## Required work
Go through the material and return every line that contains the string "ConvertJob".

## Task input
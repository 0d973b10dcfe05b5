use crate::cache::gate::{CacheDecision, FrameCacheGate};
use crate::cache::key::{CacheKey, Exposure};
use crate::cache::store::CacheStore;
use crate::color::lut::ColorSpace;
use crate::display::handoff::DisplaySyncHandoff;
use crate::display::surface::{BitDepth, DisplaySurface};
use crate::foundation::abort::AbortHandle;
use crate::foundation::core::{RectI, SequenceTime};
use crate::foundation::error::{ViewerError, ViewerResult};
use crate::geometry::mip::{TileSelection, select_tile};
use crate::render::buffer::{DisplayBuffer, TileBuffer};
use crate::render::convert::{ConvertJob, convert_tile};
use crate::render::pixel::{DisplayChannels, PhaseStrategy, PixelParams};
use crate::render::source::{RenderRequest, SourceImage, UpstreamRenderer};
use crate::viewer::config::ViewerOpts;
use crate::viewer::state::ViewerRenderState;
use std::sync::{Arc, Mutex};

/// Result of one viewer render request.
#[derive(Clone, Copy, Debug, PartialEq, Eq)]
pub enum RenderStatus {
    /// Frame displayed, found in cache, or nothing to render.
    Ok,
    /// No input region or upstream failure; prior display content is untouched.
    Failed,
    /// Cancellation observed at a checkpoint.
    Aborted,
}

/// How a display-parameter change is propagated.
#[derive(Clone, Copy, Debug, PartialEq, Eq)]
pub enum RefreshAction {
    /// The display shader applies the change; only a repaint was requested.
    RedrawOnly,
    /// Pixels must be recomputed; the re-render hook was invoked.
    Rerender,
}

/// Callback asking the render scheduler for a new render cycle.
pub type RerenderHook = Arc<dyn Fn() + Send + Sync>;

/// Viewer render pipeline for one viewer widget.
///
/// `render` is meant to run on a worker thread, never on the thread owning the graphics context.
pub struct ViewerInstance {
    opts: ViewerOpts,
    upstream: Arc<dyn UpstreamRenderer>,
    surface: Arc<dyn DisplaySurface>,
    gate: FrameCacheGate,
    handoff: DisplaySyncHandoff,
    pool: rayon::ThreadPool,
    phase: Arc<dyn PhaseStrategy>,
    state: ViewerRenderState,
    abort: AbortHandle,
    rerender_hook: Mutex<Option<RerenderHook>>,
}

impl ViewerInstance {
    /// Build a viewer and start its display owner thread and conversion pool.
    pub fn new(
        opts: ViewerOpts,
        upstream: Arc<dyn UpstreamRenderer>,
        surface: Arc<dyn DisplaySurface>,
        cache: Arc<dyn CacheStore>,
    ) -> ViewerResult<Self> {
        opts.validate()?;
        let pool = build_thread_pool(opts.threads)?;
        let handoff = DisplaySyncHandoff::spawn(Arc::clone(&surface))?;
        Ok(Self {
            phase: opts.phase.strategy(),
            state: ViewerRenderState::new(opts.initial),
            opts,
            upstream,
            surface,
            gate: FrameCacheGate::new(cache),
            handoff,
            pool,
            abort: AbortHandle::new(),
            rerender_hook: Mutex::new(None),
        })
    }

    /// Replace the 8-bit decimation phase chosen by [`ViewerOpts::phase`].
    pub fn with_phase_strategy(mut self, phase: Arc<dyn PhaseStrategy>) -> Self {
        self.phase = phase;
        self
    }

    pub fn opts(&self) -> &ViewerOpts {
        &self.opts
    }

    pub fn state(&self) -> &ViewerRenderState {
        &self.state
    }

    /// Shared cancellation flag polled by renders of this viewer.
    pub fn abort_handle(&self) -> AbortHandle {
        self.abort.clone()
    }

    /// Slot the next display upload will use.
    pub fn buffer_index(&self) -> usize {
        self.handoff.buffer_index()
    }

    /// Register the callback invoked when a setter needs a new render.
    pub fn set_rerender_hook(&self, hook: RerenderHook) {
        *self.rerender_hook.lock().unwrap_or_else(|e| e.into_inner()) = Some(hook);
    }

    /// Force the next render to bypass the cache. Safe to call while a render is running.
    pub fn request_force_refresh(&self) {
        self.state.request_force_refresh();
    }

    /// Abort the in-flight render, if any.
    pub fn disconnect(&self) {
        self.abort.abort();
    }

    /// Render the frame at `time` and hand it to the display.
    ///
    /// `synchronous` converts and hands off inline on the calling thread, which must then be the
    /// graphics-context owner.
    #[tracing::instrument(skip(self))]
    pub fn render(
        &self,
        time: SequenceTime,
        force_refresh: bool,
        fit_to_viewport: bool,
        synchronous: bool,
    ) -> RenderStatus {
        match self.try_render(time, force_refresh, fit_to_viewport, synchronous) {
            Ok(()) => RenderStatus::Ok,
            Err(e) if e.is_abort() => {
                tracing::debug!(error = %e, "viewer render aborted");
                RenderStatus::Aborted
            }
            Err(e) => {
                tracing::warn!(error = %e, "viewer render failed");
                RenderStatus::Failed
            }
        }
    }

    fn try_render(
        &self,
        time: SequenceTime,
        force_refresh: bool,
        fit_to_viewport: bool,
        synchronous: bool,
    ) -> ViewerResult<()> {
        if force_refresh {
            self.state.request_force_refresh();
        }
        let mut zoom = self.surface.current_zoom();
        self.checkpoint("before region of definition")?;

        let rod = self
            .upstream
            .region_of_definition(time)
            .ok_or_else(|| ViewerError::region_unavailable("no active input region of definition"))?
            .clip_infinite_to(self.opts.project_format);
        if fit_to_viewport {
            self.surface.fit_to_region(rod);
            zoom = self.surface.current_zoom();
        }
        self.surface.set_region_of_definition(rod);
        let display_window = if self.opts.clip_to_project_window {
            self.opts.project_format
        } else {
            rod
        };

        let visible = self.surface.visible_region(rod);
        let Some(sel) = select_tile(rod, visible, zoom, self.opts.tile_size_pow2)? else {
            tracing::debug!(?rod, ?visible, "degenerate tile, nothing to render");
            return Ok(());
        };

        let args = self.state.snapshot();
        let bit_depth = self.surface.bit_depth();
        let view = if self.opts.views_count > 0 {
            self.surface.current_view()
        } else {
            0
        };
        let key = CacheKey {
            time,
            graph_hash: self.upstream.graph_hash(),
            exposure: Exposure::from(args.exposure),
            color_space: args.color_space,
            bit_depth,
            channels: args.channels,
            view,
            rod,
            display_window,
            texture: sel.texture,
        };

        let force = self.state.take_force_refresh();
        let decision = self.gate.decide(key, force, args.user_region.is_some());
        let bypass_cache = decision.bypass_upstream_cache();
        let reservation = match decision {
            CacheDecision::Hit(entry) => {
                return self.present(DisplayBuffer::Cached(entry), synchronous);
            }
            CacheDecision::Miss(r) => Some(r),
            CacheDecision::Bypass(_) => None,
        };

        let mut region = sel.texture.rect();
        if let Some(user) = args.user_region {
            match region.intersect(user) {
                Some(r) => region = r,
                None => return Ok(()),
            }
        }

        self.upstream.notify_input_rendering(true);
        let image = self.upstream.render(&RenderRequest {
            time,
            scale: 1.0,
            view,
            region,
            bypass_cache,
        });
        self.upstream.notify_input_rendering(false);
        let image = image.ok_or_else(|| {
            ViewerError::upstream(format!("no image for region {region:?} at time {time}"))
        })?;
        self.checkpoint("after upstream render")?;
        self.state.lock_args().last_rendered = Some(Arc::clone(&image));

        // Exposure is left to the display shader on the float path when it can apply it.
        let exposure = if bit_depth == BitDepth::Byte
            || !self.surface.shader_color_management_supported()
        {
            args.exposure as f32
        } else {
            1.0
        };
        let params = PixelParams {
            exposure,
            channels: args.channels.map(),
            lut: args.color_space.lut(),
        };
        let buffer = self.convert(&sel, region, &image, params, bit_depth, synchronous);
        if let Err(e) = self.checkpoint("after conversion") {
            self.state.lock_args().scratch = Some(buffer);
            return Err(e);
        }

        let (frame, published) = match reservation {
            Some(r) => {
                let entry = r.publish(buffer);
                (DisplayBuffer::Cached(Arc::clone(&entry)), Some(entry))
            }
            None => (DisplayBuffer::Owned(Arc::new(buffer)), None),
        };
        let result = self.present(frame, synchronous);
        // An aborted render never leaves its result in the cache.
        if let Some(entry) = published
            && matches!(&result, Err(e) if e.is_abort())
        {
            self.gate.store().evict(&entry);
        }
        result
    }

    fn convert(
        &self,
        sel: &TileSelection,
        region: RectI,
        image: &SourceImage,
        params: PixelParams,
        bit_depth: BitDepth,
        synchronous: bool,
    ) -> TileBuffer {
        // Held for the whole conversion so no state change can swap buffers underneath it.
        let mut slot = self.state.lock_args();
        let mut buffer =
            TileBuffer::recycle(slot.scratch.take(), sel.texture, bit_depth.pixel_format());
        let job = ConvertJob {
            source: image,
            texture: sel.texture,
            region,
            params,
            phase: self.phase.as_ref(),
            abort: &self.abort,
        };
        let pool = if synchronous { None } else { Some(&self.pool) };
        convert_tile(&job, &mut buffer, pool);
        drop(slot);
        buffer
    }

    fn present(&self, frame: DisplayBuffer, synchronous: bool) -> ViewerResult<()> {
        self.checkpoint("before display handoff")?;
        let report = self.handoff.handoff(frame.clone(), &self.abort, synchronous)?;
        let mut slot = self.state.lock_args();
        if report.uploaded() {
            slot.replace_display(frame);
            Ok(())
        } else {
            if let Some(buf) = frame.into_recyclable() {
                slot.scratch = Some(buf);
            }
            Err(ViewerError::Aborted("display handoff"))
        }
    }

    fn checkpoint(&self, at: &'static str) -> ViewerResult<()> {
        if self.abort.is_aborted() {
            Err(ViewerError::Aborted(at))
        } else {
            Ok(())
        }
    }

    /// Change the exposure scalar.
    pub fn set_exposure(&self, exposure: f64) -> RefreshAction {
        self.state.set_exposure(exposure);
        self.refresh_display_params()
    }

    /// Change the display color space.
    pub fn set_color_space(&self, space: ColorSpace) -> RefreshAction {
        self.state.set_color_space(space);
        self.refresh_display_params()
    }

    /// Change the displayed channels.
    ///
    /// Channel selection happens while converting pixels on both paths, so this always asks for
    /// a re-render.
    pub fn set_channel_selection(&self, channels: DisplayChannels) -> RefreshAction {
        self.state.set_channels(channels);
        self.rerender()
    }

    /// Enable (`Some`) or disable (`None`) the user sub-region.
    pub fn set_user_region(&self, region: Option<RectI>) -> RefreshAction {
        self.state.set_user_region(region);
        self.rerender()
    }

    fn refresh_display_params(&self) -> RefreshAction {
        let shader_can_apply = self.surface.bit_depth() != BitDepth::Byte
            && self.surface.shader_color_management_supported();
        if shader_can_apply || !self.upstream.is_connected() {
            self.surface.request_redraw();
            RefreshAction::RedrawOnly
        } else {
            self.rerender()
        }
    }

    fn rerender(&self) -> RefreshAction {
        let hook = self
            .rerender_hook
            .lock()
            .unwrap_or_else(|e| e.into_inner())
            .clone();
        if let Some(hook) = hook {
            hook();
        }
        RefreshAction::Rerender
    }

    /// Color of the last rendered source image at `(x, y)`.
    ///
    /// The active color space is applied unless `force_linear` or none is configured. Returns
    /// `None` before the first render or outside the image.
    pub fn sample_color_at(&self, x: i32, y: i32, force_linear: bool) -> Option<[f32; 4]> {
        let (image, space) = {
            let slot = self.state.lock_args();
            (slot.last_rendered.clone()?, slot.args.color_space)
        };
        let [r, g, b, a] = image.pixel(x, y)?;
        let mut rgb = [r, g, b];
        if !force_linear && let Some(lut) = space.lut() {
            lut.to_float_rgb(&mut rgb);
        }
        Some([rgb[0], rgb[1], rgb[2], a])
    }
}

/// `threads` has already been validated by [`ViewerOpts::validate`].
fn build_thread_pool(threads: Option<usize>) -> ViewerResult<rayon::ThreadPool> {
    let mut builder = rayon::ThreadPoolBuilder::new().thread_name(|i| format!("mipview-convert-{i}"));
    if let Some(n) = threads {
        builder = builder.num_threads(n);
    }
    builder
        .build()
        .map_err(|e| ViewerError::Other(anyhow::anyhow!("failed to build rayon thread pool: {e}")))
}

## Answer section
use crate::render::convert::{ConvertJob, convert_tile};
        let job = ConvertJob {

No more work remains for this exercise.